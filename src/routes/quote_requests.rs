//! Outbound quote requests emailed to vendors.

use axum::{
    extract::{Path, Query, State},
    response::IntoResponse,
    Json,
};
use chrono::{DateTime, NaiveDate, Utc};
use futures::future::join_all;
use sqlx::types::Json as SqlJson;
use std::collections::HashSet;
use std::sync::Arc;
use uuid::Uuid;

use super::companies::fetch_company;
use super::takeoff::{TakeoffRow, TAKEOFF_COLUMNS};
use super::vendors::find_vendor;
use super::{require_project, validated};
use crate::api::{DataResponse, Paginated, PaginationParams};
use crate::app::AppState;
use crate::auth::RequireTenant;
use crate::domain::decimal_to_f64;
use crate::domain::quote_requests::{
    CreateQuoteRequestsRequest, QuoteRequestDetail, QuoteRequestResponse, QuoteRequestStatus,
    QuoteRequestSummary, RequestedItem, SendQuoteRequestsResult, UpdateQuoteRequestStatus,
    VendorSendError,
};
use crate::domain::takeoff::TakeoffItemResponse;
use crate::error::ApiError;
use crate::services::mailer::QuoteRequestEmail;

#[derive(Debug, sqlx::FromRow)]
struct QuoteRequestRow {
    id: Uuid,
    project_id: Uuid,
    vendor_id: Option<Uuid>,
    vendor_name: String,
    vendor_email: Option<String>,
    email_subject: String,
    email_body: String,
    status: String,
    failure_reason: Option<String>,
    expected_response_date: Option<NaiveDate>,
    requested_items: SqlJson<Vec<RequestedItem>>,
    sent_by: Option<Uuid>,
    sent_at: DateTime<Utc>,
    updated_at: DateTime<Utc>,
}

impl QuoteRequestRow {
    fn into_response(self) -> (QuoteRequestResponse, String) {
        let response = QuoteRequestResponse {
            id: self.id,
            project_id: self.project_id,
            vendor_id: self.vendor_id,
            vendor_name: self.vendor_name,
            vendor_email: self.vendor_email,
            email_subject: self.email_subject,
            status: QuoteRequestStatus::parse(&self.status),
            failure_reason: self.failure_reason,
            expected_response_date: self.expected_response_date,
            requested_items: self.requested_items.0,
            sent_by: self.sent_by,
            sent_at: self.sent_at,
            updated_at: self.updated_at,
        };
        (response, self.email_body)
    }
}

impl From<QuoteRequestRow> for QuoteRequestResponse {
    fn from(row: QuoteRequestRow) -> Self {
        row.into_response().0
    }
}

const QUOTE_REQUEST_COLUMNS: &str = "id, project_id, vendor_id, vendor_name, vendor_email, \
     email_subject, email_body, status, failure_reason, expected_response_date, requested_items, \
     sent_by, sent_at, updated_at";

/// Ids in first-seen order without repeats
fn unique_ids(ids: &[Uuid]) -> Vec<Uuid> {
    let mut seen = HashSet::new();
    ids.iter().copied().filter(|id| seen.insert(*id)).collect()
}

fn requested_item(row: &TakeoffRow) -> RequestedItem {
    RequestedItem {
        takeoff_item_id: row.id,
        label: row.label.clone(),
        qty: decimal_to_f64(row.qty),
        unit: row.unit.clone(),
    }
}

/// POST /projects/:project_id/quote-requests
///
/// Each vendor gets its own email and its own request row. Emails go out
/// concurrently; failed deliveries are recorded with status `failed` and
/// reported back.
pub async fn send_quote_requests(
    State(state): State<Arc<AppState>>,
    tenant: RequireTenant,
    Path(project_id): Path<Uuid>,
    Json(req): Json<CreateQuoteRequestsRequest>,
) -> Result<impl IntoResponse, ApiError> {
    validated(req.validate())?;
    let project = require_project(&state.db, tenant.company_id, project_id).await?;

    let takeoff_ids = unique_ids(&req.takeoff_item_ids);
    let takeoffs: Vec<TakeoffRow> = sqlx::query_as(&format!(
        "SELECT {} FROM takeoff_items WHERE project_id = $1 AND id = ANY($2) ORDER BY created_at, id",
        TAKEOFF_COLUMNS
    ))
    .bind(project_id)
    .bind(&takeoff_ids)
    .fetch_all(&state.db)
    .await?;

    if takeoffs.len() != takeoff_ids.len() {
        return Err(ApiError::not_found(
            "One or more takeoff items were not found in this project",
        ));
    }

    let items: Vec<RequestedItem> = takeoffs.iter().map(requested_item).collect();
    let company = fetch_company(&state.db, tenant.company_id).await?;
    let mut result = SendQuoteRequestsResult::default();

    // Vendors that can be contacted, with their rendered messages
    let mut outgoing = Vec::new();
    for vendor_id in unique_ids(&req.vendor_ids) {
        let Some(vendor) = find_vendor(&state.db, tenant.company_id, vendor_id).await? else {
            result.errors.push(VendorSendError {
                vendor_id,
                vendor_name: None,
                error: "Vendor not found".to_string(),
            });
            continue;
        };

        let Some(address) = vendor.email.clone().filter(|e| !e.trim().is_empty()) else {
            result.errors.push(VendorSendError {
                vendor_id,
                vendor_name: Some(vendor.name.clone()),
                error: "Vendor has no email address".to_string(),
            });
            continue;
        };

        let email = QuoteRequestEmail {
            vendor_name: &vendor.name,
            project_name: &project.name,
            company_name: &company.name,
            items: &items,
            message: req.message.as_deref(),
            expected_response_date: req.expected_response_date,
        }
        .render(&address);
        outgoing.push((vendor, email));
    }

    let deliveries = join_all(outgoing.iter().map(|(_, email)| state.mailer.send(email))).await;

    for ((vendor, email), delivery) in outgoing.iter().zip(deliveries) {
        let (status, failure_reason) = match delivery {
            Ok(()) => (QuoteRequestStatus::Sent, None),
            Err(e) => {
                tracing::warn!(vendor_id = %vendor.id, error = %e, "Quote request email failed");
                (QuoteRequestStatus::Failed, Some(e.to_string()))
            }
        };

        let request_id: Uuid = sqlx::query_scalar(
            r#"
            INSERT INTO quote_requests (project_id, vendor_id, vendor_name, vendor_email,
                                        email_subject, email_body, status, failure_reason,
                                        expected_response_date, requested_items, sent_by)
            VALUES ($1, $2, $3, $4, $5, $6, $7, $8, $9, $10, $11)
            RETURNING id
            "#,
        )
        .bind(project_id)
        .bind(vendor.id)
        .bind(&vendor.name)
        .bind(&email.to_address)
        .bind(&email.subject)
        .bind(&email.text_body)
        .bind(status.as_str())
        .bind(&failure_reason)
        .bind(req.expected_response_date)
        .bind(SqlJson(&items))
        .bind(tenant.user_id)
        .fetch_one(&state.db)
        .await?;

        result.request_ids.push(request_id);
        match failure_reason {
            None => result.success_count += 1,
            Some(error) => result.errors.push(VendorSendError {
                vendor_id: vendor.id,
                vendor_name: Some(vendor.name.clone()),
                error,
            }),
        }
    }

    result.error_count = result.errors.len();

    tracing::info!(
        user_id = %tenant.user_id,
        project_id = %project_id,
        items = items.len(),
        sent = result.success_count,
        errors = result.error_count,
        transport = state.mailer.transport_name(),
        "Quote requests processed"
    );

    Ok(Json(DataResponse::new(result)))
}

/// GET /projects/:project_id/quote-requests
pub async fn list_quote_requests(
    State(state): State<Arc<AppState>>,
    tenant: RequireTenant,
    Path(project_id): Path<Uuid>,
    Query(params): Query<PaginationParams>,
) -> Result<impl IntoResponse, ApiError> {
    require_project(&state.db, tenant.company_id, project_id).await?;

    let total: i64 = sqlx::query_scalar("SELECT COUNT(*) FROM quote_requests WHERE project_id = $1")
        .bind(project_id)
        .fetch_one(&state.db)
        .await?;

    let rows: Vec<QuoteRequestRow> = sqlx::query_as(&format!(
        r#"
        SELECT {} FROM quote_requests
        WHERE project_id = $1
        ORDER BY sent_at DESC
        LIMIT $2 OFFSET $3
        "#,
        QUOTE_REQUEST_COLUMNS
    ))
    .bind(project_id)
    .bind(params.limit())
    .bind(params.offset())
    .fetch_all(&state.db)
    .await?;

    let data: Vec<QuoteRequestResponse> = rows.into_iter().map(Into::into).collect();
    Ok(Paginated::new(data, &params, total))
}

#[derive(Debug, sqlx::FromRow)]
struct SummaryRow {
    total: i64,
    sent: i64,
    failed: i64,
    opened: i64,
    responded: i64,
    expired: i64,
    vendors_contacted: i64,
    last_sent_at: Option<DateTime<Utc>>,
}

/// GET /projects/:project_id/quote-requests/summary
pub async fn quote_request_summary(
    State(state): State<Arc<AppState>>,
    tenant: RequireTenant,
    Path(project_id): Path<Uuid>,
) -> Result<impl IntoResponse, ApiError> {
    require_project(&state.db, tenant.company_id, project_id).await?;

    let row: SummaryRow = sqlx::query_as(
        r#"
        SELECT
            COUNT(*) AS total,
            COUNT(*) FILTER (WHERE status = 'sent') AS sent,
            COUNT(*) FILTER (WHERE status = 'failed') AS failed,
            COUNT(*) FILTER (WHERE status = 'opened') AS opened,
            COUNT(*) FILTER (WHERE status = 'responded') AS responded,
            COUNT(*) FILTER (WHERE status = 'expired') AS expired,
            COUNT(DISTINCT vendor_id) FILTER (WHERE status <> 'failed') AS vendors_contacted,
            MAX(sent_at) AS last_sent_at
        FROM quote_requests
        WHERE project_id = $1
        "#,
    )
    .bind(project_id)
    .fetch_one(&state.db)
    .await?;

    Ok(Json(DataResponse::new(QuoteRequestSummary {
        total: row.total,
        sent: row.sent,
        failed: row.failed,
        opened: row.opened,
        responded: row.responded,
        expired: row.expired,
        vendors_contacted: row.vendors_contacted,
        last_sent_at: row.last_sent_at,
    })))
}

/// GET /projects/:project_id/quote-requests/:request_id
pub async fn get_quote_request(
    State(state): State<Arc<AppState>>,
    tenant: RequireTenant,
    Path((project_id, request_id)): Path<(Uuid, Uuid)>,
) -> Result<impl IntoResponse, ApiError> {
    require_project(&state.db, tenant.company_id, project_id).await?;

    let row: QuoteRequestRow = sqlx::query_as(&format!(
        "SELECT {} FROM quote_requests WHERE id = $1 AND project_id = $2",
        QUOTE_REQUEST_COLUMNS
    ))
    .bind(request_id)
    .bind(project_id)
    .fetch_optional(&state.db)
    .await?
    .ok_or_else(|| ApiError::not_found("Quote request not found"))?;

    let (request, email_body) = row.into_response();
    let ids: Vec<Uuid> = request.requested_items.iter().map(|i| i.takeoff_item_id).collect();

    let takeoffs: Vec<TakeoffRow> = sqlx::query_as(&format!(
        "SELECT {} FROM takeoff_items WHERE project_id = $1 AND id = ANY($2) ORDER BY created_at, id",
        TAKEOFF_COLUMNS
    ))
    .bind(project_id)
    .bind(&ids)
    .fetch_all(&state.db)
    .await?;

    Ok(Json(DataResponse::new(QuoteRequestDetail {
        request,
        email_body,
        items: takeoffs.into_iter().map(TakeoffItemResponse::from).collect(),
    })))
}

/// PATCH /projects/:project_id/quote-requests/:request_id/status
pub async fn update_quote_request_status(
    State(state): State<Arc<AppState>>,
    tenant: RequireTenant,
    Path((project_id, request_id)): Path<(Uuid, Uuid)>,
    Json(req): Json<UpdateQuoteRequestStatus>,
) -> Result<impl IntoResponse, ApiError> {
    validated(req.validate())?;
    require_project(&state.db, tenant.company_id, project_id).await?;

    let row: QuoteRequestRow = sqlx::query_as(&format!(
        r#"
        UPDATE quote_requests SET status = $3, updated_at = NOW()
        WHERE id = $1 AND project_id = $2
        RETURNING {}
        "#,
        QUOTE_REQUEST_COLUMNS
    ))
    .bind(request_id)
    .bind(project_id)
    .bind(req.status.as_str())
    .fetch_optional(&state.db)
    .await?
    .ok_or_else(|| ApiError::not_found("Quote request not found"))?;

    tracing::info!(
        user_id = %tenant.user_id,
        project_id = %project_id,
        request_id = %request_id,
        status = req.status.as_str(),
        "Quote request status updated"
    );

    Ok(Json(DataResponse::new(QuoteRequestResponse::from(row))))
}

#[cfg(test)]
mod tests {
    use super::*;

    #[test]
    fn unique_ids_keep_first_occurrence_order() {
        let a = Uuid::new_v4();
        let b = Uuid::new_v4();
        assert_eq!(unique_ids(&[a, b, a, b, a]), vec![a, b]);
        assert!(unique_ids(&[]).is_empty());
    }
}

Problem statement
The answer is each line from the entries above in which the word "HashSet" occurs.

Response to the exercise
use std::collections::HashSet;
    let mut seen = HashSet::new();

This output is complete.